*** PROVIDED INFORMATION ***

//! Physics type re-exports from glam
//!
//! Positions, rotations and camera points all use glam's `Vec3`.

pub use glam::Vec3;
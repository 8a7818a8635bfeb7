//! Player Module
//!
//! The jumper block and everything that moves it.
//!
//! # Components
//!
//! - [`JumpController`] - Charge, launch and flight state machine
//!   - Owns the [`Jumper`] and its [`ChargeState`]
//! - [`FailureAnimator`] - Tip-over and fall after a bad landing
//! - [`FallDirection`] - Which way a failed landing tumbles

pub mod jump_controller;
pub mod tumble;

pub use jump_controller::{
    ChargeState, JumpController, JumpPhase, JumpStep, Jumper,
    CHARGE_SCALE_STEP, CHARGE_X_SPEED_STEP, CHARGE_Y_SPEED_STEP,
    FLIGHT_GRAVITY, MIN_CHARGE_SCALE, REST_HEIGHT, SCALE_RECOVERY_STEP,
};
pub use tumble::{FailureAnimator, FallDirection, TumbleStep, FALL_SPEED, TUMBLE_STEP};
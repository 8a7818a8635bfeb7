//! Render Module
//!
//! The game core does not draw. It reports scene changes through
//! [`SceneSink`], which a renderer (or a logger, or a test) implements.

pub mod scene_sink;

pub use scene_sink::{NullScene, SceneSink};
//! Jump Block Engine Library
//!
//! Core of a charge-and-jump block game: a player holds input to charge,
//! releases to launch the jumper toward the next platform, and the game
//! scores clean landings and tumbles the jumper off on bad ones.
//!
//! Everything here is frame-stepped and windowing-agnostic. Drawing is left
//! to a [`render::SceneSink`] implementation supplied by the caller.
//!
//! # Modules
//!
//! - [`world`] - Platform track generation and pruning
//! - [`player`] - Jump charge/flight state machine and failure tumble
//! - [`physics`] - Landing classification
//! - [`camera`] - Camera focus planning
//! - [`input`] - Mouse/touch press folding
//! - [`render`] - Scene collaborator contract
//!
//! # Example
//!
//! ```ignore
//! use jump_block_engine::game::config::GameConfig;
//! use jump_block_engine::game::session::GameSession;
//! use jump_block_engine::render::NullScene;
//!
//! let mut session = GameSession::new(GameConfig::default(), NullScene);
//! session.add_success_fn(|score| println!("score {score}"));
//!
//! session.input_down();
//! for _ in 0..30 {
//!     session.step()?;
//! }
//! session.input_up();
//! loop {
//!     session.step()?;
//! }
//! ```

pub mod camera;
pub mod input;
pub mod physics;
pub mod player;
pub mod render;
pub mod world;

// Game-specific modules (located in src/game/ directory)
#[path = "../../src/game/mod.rs"]
pub mod game;

// Re-export the types most callers need at crate level
pub use game::config::GameConfig;
pub use game::session::{GameSession, SessionPhase};
pub use render::{NullScene, SceneSink};
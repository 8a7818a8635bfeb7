//! Game Module
//!
//! Session orchestration and configuration built on top of the engine.

pub mod config;
pub mod session;

pub use config::{ConfigError, GameConfig};
pub use session::{GameSession, SessionPhase};
//! World Module
//!
//! The platform track the jumper travels along.
//!
//! ## Layout
//! Platforms sit on the ground plane (y = 0) and march away from the origin
//! along -X or -Z, one axis per step.

pub mod track;

pub use track::{
    Platform, PlatformTrack, SpawnResult, TrackError, TravelDirection,
    MAX_PLATFORMS, MIN_SPAWN_DISTANCE, MAX_SPAWN_DISTANCE,
};
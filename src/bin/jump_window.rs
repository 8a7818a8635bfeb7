//! Jump Block Window
//!
//! Run with: `cargo run --bin jump_window`
//!
//! Desktop shell for the jump game. Owns the window, turns mouse and touch
//! events into press/release, and steps the session once per redraw. Scene
//! commands are logged rather than drawn; the score is shown in the title.
//!
//! Controls:
//! - Hold left mouse / touch: charge, release: jump
//! - R or click after game over: restart
//! - ESC: Exit
//!
//! Set `JUMP_BLOCK_CONFIG` to a JSON file to override the default config and
//! `RUST_LOG=debug` for per-frame scene output.

use std::sync::Arc;

use glam::Vec3;
use jump_block_engine::game::config::GameConfig;
use jump_block_engine::game::session::{GameSession, SessionPhase};
use jump_block_engine::input::{MouseButton, PointerState, PressEdge};
use jump_block_engine::player::Jumper;
use jump_block_engine::render::SceneSink;
use jump_block_engine::world::Platform;
use winit::application::ApplicationHandler;
use winit::dpi::PhysicalSize;
use winit::event::{ElementState, TouchPhase, WindowEvent};
use winit::event_loop::{ActiveEventLoop, ControlFlow, EventLoop};
use winit::keyboard::{KeyCode, PhysicalKey};
use winit::window::{Window, WindowAttributes, WindowId};

const CONFIG_ENV: &str = "JUMP_BLOCK_CONFIG";

// ============================================================================
// LOGGING SCENE
// ============================================================================

/// Scene sink that reports what a renderer would draw.
#[derive(Default)]
struct LogScene {
    platforms: usize,
    frames: u64,
}

impl SceneSink for LogScene {
    fn configure(&mut self, config: &GameConfig) {
        let p = config.platform;
        let j = config.jumper;
        log::info!(
            "scene: platform {}x{}x{} #{:06x}, jumper {}x{}x{} #{:06x}, background #{:06x}",
            p.width,
            p.height,
            p.depth,
            config.palette.platform,
            j.width,
            j.height,
            j.depth,
            config.palette.jumper,
            config.palette.background
        );
        if config.debug {
            log::info!("scene: debug axes requested");
        }
    }

    fn add_platform(&mut self, platform: &Platform) {
        self.platforms += 1;
        log::debug!(
            "scene: + platform #{} at ({:.2}, {:.2}) [{} live]",
            platform.id,
            platform.position.x,
            platform.position.z,
            self.platforms
        );
    }

    fn remove_platform(&mut self, platform: &Platform) {
        self.platforms = self.platforms.saturating_sub(1);
        log::debug!("scene: - platform #{} [{} live]", platform.id, self.platforms);
    }

    fn add_jumper(&mut self, jumper: &Jumper) {
        log::debug!("scene: + jumper at {:?}", jumper.position);
    }

    fn remove_jumper(&mut self) {
        log::debug!("scene: - jumper");
    }

    fn update_jumper(&mut self, jumper: &Jumper) {
        log::trace!(
            "scene: jumper pos={:?} scale_y={:.2} rot={:?}",
            jumper.position,
            jumper.scale_y,
            jumper.rotation
        );
    }

    fn look_at(&mut self, target: Vec3) {
        log::trace!("scene: look_at {target:?}");
    }

    fn render(&mut self) {
        self.frames += 1;
    }
}

// ============================================================================
// APPLICATION STATE
// ============================================================================

struct AppState {
    window: Arc<Window>,
    session: GameSession<LogScene>,
    pointer: PointerState,
    shown_score: Option<u32>,
    shown_over: bool,
}

impl AppState {
    fn new(window: Arc<Window>, config: GameConfig) -> Self {
        let mut session = GameSession::new(config, LogScene::default());
        session.add_success_fn(|score| log::info!("score: {score}"));
        session.add_failed_fn(|| log::info!("fell off! press R or click to restart"));

        Self {
            window,
            session,
            pointer: PointerState::new(),
            shown_score: None,
            shown_over: false,
        }
    }

    fn handle_press(&mut self, edge: Option<PressEdge>) {
        match edge {
            Some(PressEdge::Down) if self.session.phase() == SessionPhase::GameOver => {
                self.session.restart();
            }
            Some(PressEdge::Down) => self.session.input_down(),
            Some(PressEdge::Up) => self.session.input_up(),
            None => {}
        }
    }

    fn update(&mut self) {
        match self.session.step() {
            Ok(phase) => {
                let over = phase == SessionPhase::GameOver;
                let score = self.session.score();
                if self.shown_score != Some(score) || self.shown_over != over {
                    self.refresh_title(score, over);
                }
            }
            Err(e) => log::error!("frame step failed: {e}"),
        }
    }

    fn refresh_title(&mut self, score: u32, over: bool) {
        let title = if over {
            format!("Jump Block - game over, score {score} (R to restart)")
        } else {
            format!("Jump Block - score {score}")
        };
        self.window.set_title(&title);
        self.shown_score = Some(score);
        self.shown_over = over;
    }
}

fn to_mouse_button(button: winit::event::MouseButton) -> MouseButton {
    match button {
        winit::event::MouseButton::Left => MouseButton::Left,
        winit::event::MouseButton::Middle => MouseButton::Middle,
        winit::event::MouseButton::Right => MouseButton::Right,
        winit::event::MouseButton::Back => MouseButton::Other(3),
        winit::event::MouseButton::Forward => MouseButton::Other(4),
        winit::event::MouseButton::Other(n) => MouseButton::Other(n),
    }
}

fn load_config() -> GameConfig {
    match std::env::var(CONFIG_ENV) {
        Ok(path) => match GameConfig::load(&path) {
            Ok(config) => config,
            Err(e) => {
                log::warn!("ignoring {CONFIG_ENV}={path}: {e}");
                GameConfig::default()
            }
        },
        Err(_) => GameConfig::default(),
    }
}

// ============================================================================
// APPLICATION HANDLER
// ============================================================================

struct App {
    state: Option<AppState>,
}

impl ApplicationHandler for App {
    fn resumed(&mut self, event_loop: &ActiveEventLoop) {
        if self.state.is_some() {
            return;
        }

        let window_attrs = WindowAttributes::default()
            .with_title("Jump Block")
            .with_inner_size(PhysicalSize::new(720, 1280));

        let window = match event_loop.create_window(window_attrs) {
            Ok(window) => Arc::new(window),
            Err(e) => {
                log::error!("failed to create window: {e}");
                event_loop.exit();
                return;
            }
        };
        log::info!("window ready; hold to charge, release to jump");
        window.request_redraw();
        self.state = Some(AppState::new(window, load_config()));
    }

    fn window_event(&mut self, event_loop: &ActiveEventLoop, _id: WindowId, event: WindowEvent) {
        let Some(state) = &mut self.state else {
            return;
        };

        match event {
            WindowEvent::CloseRequested => {
                event_loop.exit();
            }
            WindowEvent::Focused(false) => {
                let edge = state.pointer.release_all();
                state.handle_press(edge);
            }
            WindowEvent::KeyboardInput {
                event:
                    winit::event::KeyEvent {
                        physical_key: PhysicalKey::Code(key),
                        state: ElementState::Pressed,
                        repeat: false,
                        ..
                    },
                ..
            } => match key {
                KeyCode::Escape => event_loop.exit(),
                KeyCode::KeyR => state.session.restart(),
                _ => {}
            },
            WindowEvent::MouseInput { button, state: btn_state, .. } => {
                let edge = state
                    .pointer
                    .mouse_button(to_mouse_button(button), btn_state == ElementState::Pressed);
                state.handle_press(edge);
            }
            WindowEvent::Touch(touch) => {
                let edge = match touch.phase {
                    TouchPhase::Started => state.pointer.touch_start(touch.id),
                    TouchPhase::Ended | TouchPhase::Cancelled => state.pointer.touch_end(touch.id),
                    TouchPhase::Moved => None,
                };
                state.handle_press(edge);
            }
            WindowEvent::RedrawRequested => {
                state.update();
                state.window.request_redraw();
            }
            _ => {}
        }
    }
}

// ============================================================================
// MAIN
// ============================================================================

fn main() {
    env_logger::Builder::from_env(env_logger::Env::default().default_filter_or("info")).init();

    let event_loop = match EventLoop::new() {
        Ok(event_loop) => event_loop,
        Err(e) => {
            log::error!("failed to create event loop: {e}");
            return;
        }
    };
    event_loop.set_control_flow(ControlFlow::Poll);

    let mut app = App { state: None };
    if let Err(e) = event_loop.run_app(&mut app) {
        log::error!("event loop exited with error: {e}");
    }
}
//! Pool configuration

use serde::{Serialize, Deserialize};
use std::path::PathBuf;

use super::{Config, ConfigError};
use crate::projectiles::{BulletKind, Enemy, Player};

/// Settings for a single projectile pool
#[derive(Debug, Clone, PartialEq, Eq, Serialize, Deserialize)]
pub struct PoolSettings {
    /// Name of the template the pool's factory is built from
    pub template: String,
    /// Instances constructed up front during initialization
    #[serde(default)]
    pub prewarm: usize,
}

impl PoolSettings {
    /// Create settings for the named template with an empty pool
    pub fn new(template: impl Into<String>) -> Self {
        Self {
            template: template.into(),
            prewarm: 0,
        }
    }

    /// Settings for an empty pool using the default template of `K`
    pub fn for_kind<K: BulletKind>() -> Self {
        Self::new(K::DEFAULT_TEMPLATE)
    }

    /// Construct `count` instances during initialization
    pub fn with_prewarm(mut self, count: usize) -> Self {
        self.prewarm = count;
        self
    }

    fn validate(&self, pool: &str) -> Result<(), ConfigError> {
        if self.template.trim().is_empty() {
            return Err(ConfigError::Invalid(format!("{pool} template name cannot be empty")));
        }
        Ok(())
    }
}

/// Configuration for the projectile pools
#[derive(Debug, Clone, PartialEq, Eq, Serialize, Deserialize)]
pub struct PoolConfig {
    /// Fallback log filter when `RUST_LOG` is unset
    #[serde(default = "default_log_level")]
    pub log_level: String,
    /// Template library file; built-in templates are used when absent
    #[serde(default, skip_serializing_if = "Option::is_none")]
    pub templates_path: Option<PathBuf>,
    /// Enemy bullet pool
    pub enemy_bullet: PoolSettings,
    /// Player bullet pool
    pub player_bullet: PoolSettings,
}

fn default_log_level() -> String {
    "info".to_string()
}

impl PoolConfig {
    /// Set the log level
    pub fn with_log_level(mut self, level: impl Into<String>) -> Self {
        self.log_level = level.into();
        self
    }

    /// Read templates from a file instead of the built-in library
    pub fn with_templates_path(mut self, path: impl Into<PathBuf>) -> Self {
        self.templates_path = Some(path.into());
        self
    }

    /// Validate the configuration
    pub fn validate(&self) -> Result<(), ConfigError> {
        self.enemy_bullet.validate("enemy_bullet")?;
        self.player_bullet.validate("player_bullet")?;
        Ok(())
    }
}

impl Default for PoolConfig {
    fn default() -> Self {
        Self {
            log_level: default_log_level(),
            templates_path: None,
            enemy_bullet: PoolSettings::for_kind::<Enemy>(),
            player_bullet: PoolSettings::for_kind::<Player>(),
        }
    }
}

impl Config for PoolConfig {}

#[cfg(test)]
mod tests {
    use super::*;
    use crate::config::ConfigFormat;

    #[test]
    fn test_default_pools_start_empty() {
        let config = PoolConfig::default();
        assert_eq!(config.enemy_bullet.prewarm, 0);
        assert_eq!(config.player_bullet.prewarm, 0);
        assert_eq!(config.enemy_bullet.template, Enemy::DEFAULT_TEMPLATE);
        assert_eq!(config.player_bullet.template, Player::DEFAULT_TEMPLATE);
        assert_eq!(config.enemy_bullet, PoolSettings::new("EnemyBullet"));
        assert_eq!(config.player_bullet, PoolSettings::new("PlayerBullet"));
        assert!(config.validate().is_ok());
    }

    #[test]
    fn test_empty_template_rejected() {
        let mut config = PoolConfig::default();
        config.player_bullet.template = "  ".to_string();

        let err = config.validate().unwrap_err();
        assert!(err.to_string().contains("player_bullet"));
    }

    #[test]
    fn test_parse_toml() {
        let text = r#"
            log_level = "debug"

            [enemy_bullet]
            template = "EnemyBullet"

            [player_bullet]
            template = "PlayerBullet"
            prewarm = 1
        "#;

        let config = PoolConfig::from_str_with_format(text, ConfigFormat::Toml).unwrap();
        assert_eq!(config.log_level, "debug");
        assert_eq!(config.enemy_bullet.prewarm, 0);
        assert_eq!(config.player_bullet.prewarm, 1);
        assert!(config.templates_path.is_none());
    }

    #[test]
    fn test_parse_ron() {
        let text = r#"(
            enemy_bullet: (template: "Spitter", prewarm: 4),
            player_bullet: (template: "PlayerBullet"),
        )"#;

        let config = PoolConfig::from_str_with_format(text, ConfigFormat::Ron).unwrap();
        assert_eq!(config.log_level, "info");
        assert_eq!(config.enemy_bullet, PoolSettings::new("Spitter").with_prewarm(4));
    }

    #[test]
    fn test_save_and_load_round_trip() {
        let dir = tempfile::tempdir().unwrap();

        let config = PoolConfig::default()
            .with_log_level("trace")
            .with_templates_path("assets/bullets.ron");

        for name in ["pools.toml", "pools.ron"] {
            let path = dir.path().join(name);
            config.save_to_file(&path).unwrap();
            let loaded = PoolConfig::load_from_file(&path).unwrap();
            assert_eq!(loaded, config);
        }
    }

    #[test]
    fn test_config_dir_removed_on_panic() {
        let dir = tempfile::tempdir().unwrap();
        let root = dir.path().to_path_buf();

        let outcome = std::panic::catch_unwind(move || {
            let path = dir.path().join("pools.toml");
            PoolConfig::default().save_to_file(&path).unwrap();
            panic!("assertion failed after writing {}", path.display());
        });

        assert!(outcome.is_err());
        assert!(!root.exists());
    }
}
//! Enemy and player bullets
//!
//! Both kinds share one implementation, `Bullet<K>`, tagged with a marker
//! type so that enemy and player bullets stay distinct types and cannot be
//! released into each other's pool.

use std::marker::PhantomData;

use super::motion::Motion;
use super::template::{
    BulletTemplate, TemplateSource, ENEMY_BULLET_TEMPLATE, PLAYER_BULLET_TEMPLATE,
};
use crate::error::PoolResult;
use crate::foundation::math::Vec3;
use crate::pool::{EntityFactory, Poolable};

/// Marker trait distinguishing bullet kinds
pub trait BulletKind: std::fmt::Debug + 'static {
    /// Human readable name used in logs
    const LABEL: &'static str;
    /// Template a pool for this kind loads unless configured otherwise
    const DEFAULT_TEMPLATE: &'static str;
}

/// Bullets fired by enemies at the player
#[derive(Debug, Clone, Copy, Default)]
pub struct Enemy;

impl BulletKind for Enemy {
    const LABEL: &'static str = "enemy bullet";
    const DEFAULT_TEMPLATE: &'static str = ENEMY_BULLET_TEMPLATE;
}

/// Bullets fired by the player
#[derive(Debug, Clone, Copy, Default)]
pub struct Player;

impl BulletKind for Player {
    const LABEL: &'static str = "player bullet";
    const DEFAULT_TEMPLATE: &'static str = PLAYER_BULLET_TEMPLATE;
}

/// Enemy bullet entity
pub type EnemyBullet = Bullet<Enemy>;

/// Player bullet entity
pub type PlayerBullet = Bullet<Player>;

/// Entities a pool can build straight from a template
pub trait Projectile: Poolable {
    /// Construct an uninitialized entity from prefab data
    fn from_template(template: &BulletTemplate) -> Self;
}

/// A pooled projectile
#[derive(Debug)]
pub struct Bullet<K: BulletKind> {
    speed: f32,
    damage: u32,
    radius: f32,
    motion: Motion,
    active: bool,
    initialized: bool,
    _kind: PhantomData<K>,
}

impl<K: BulletKind> Bullet<K> {
    /// Activate the bullet and send it from `origin` along `direction`
    pub fn fire(&mut self, origin: Vec3, direction: Vec3) {
        self.motion.launch(origin, direction, self.speed);
        self.active = true;
    }

    /// Move the bullet forward; inactive bullets stay put
    pub fn advance(&mut self, delta_time: f32) {
        if self.active {
            self.motion.integrate(delta_time);
        }
    }

    /// Current position
    pub fn position(&self) -> Vec3 {
        self.motion.position
    }

    /// Current velocity
    pub fn velocity(&self) -> Vec3 {
        self.motion.velocity
    }

    /// Motion state
    pub fn motion(&self) -> &Motion {
        &self.motion
    }

    /// Travel speed taken from the template
    pub fn speed(&self) -> f32 {
        self.speed
    }

    /// Damage dealt on hit
    pub fn damage(&self) -> u32 {
        self.damage
    }

    /// Collision radius
    pub fn radius(&self) -> f32 {
        self.radius
    }

    /// Whether one-time setup has run
    pub fn is_initialized(&self) -> bool {
        self.initialized
    }
}

impl<K: BulletKind> Projectile for Bullet<K> {
    fn from_template(template: &BulletTemplate) -> Self {
        Self {
            speed: template.speed,
            damage: template.damage,
            radius: template.radius,
            motion: Motion::new(),
            active: true,
            initialized: false,
            _kind: PhantomData,
        }
    }
}

impl<K: BulletKind> Poolable for Bullet<K> {
    fn initialize(&mut self) {
        self.motion = Motion::new();
        self.initialized = true;
    }

    fn set_active(&mut self, active: bool) {
        self.active = active;
    }

    fn is_active(&self) -> bool {
        self.active
    }

    fn stop_moving(&mut self) {
        self.motion.stop();
    }
}

/// Builds projectiles from a loaded template
#[derive(Debug)]
pub struct BulletFactory<P> {
    template: BulletTemplate,
    _projectile: PhantomData<fn() -> P>,
}

impl<P: Projectile> BulletFactory<P> {
    /// Create a factory around an already loaded template
    pub fn new(template: BulletTemplate) -> Self {
        Self {
            template,
            _projectile: PhantomData,
        }
    }

    /// Load `name` from `source` and wrap it in a factory
    pub fn from_source(source: &dyn TemplateSource, name: &str) -> PoolResult<Self> {
        Ok(Self::new(source.load(name)?))
    }

    /// Template new projectiles are copied from
    pub fn template(&self) -> &BulletTemplate {
        &self.template
    }
}

impl<P: Projectile> EntityFactory<P> for BulletFactory<P> {
    fn create(&mut self) -> P {
        P::from_template(&self.template)
    }
}
//! Foundation module - Core utilities and types
//!
//! Small building blocks shared by the pool and projectile modules:
//! - Math types
//! - Logging utilities

pub mod math;
pub mod logging;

*** End of PROVIDED INFORMATION ***

In the records above, find each line holding "EntityFactory" and copy it.

use crate::pool::{EntityFactory, Poolable};
impl<P: Projectile> EntityFactory<P> for BulletFactory<P> {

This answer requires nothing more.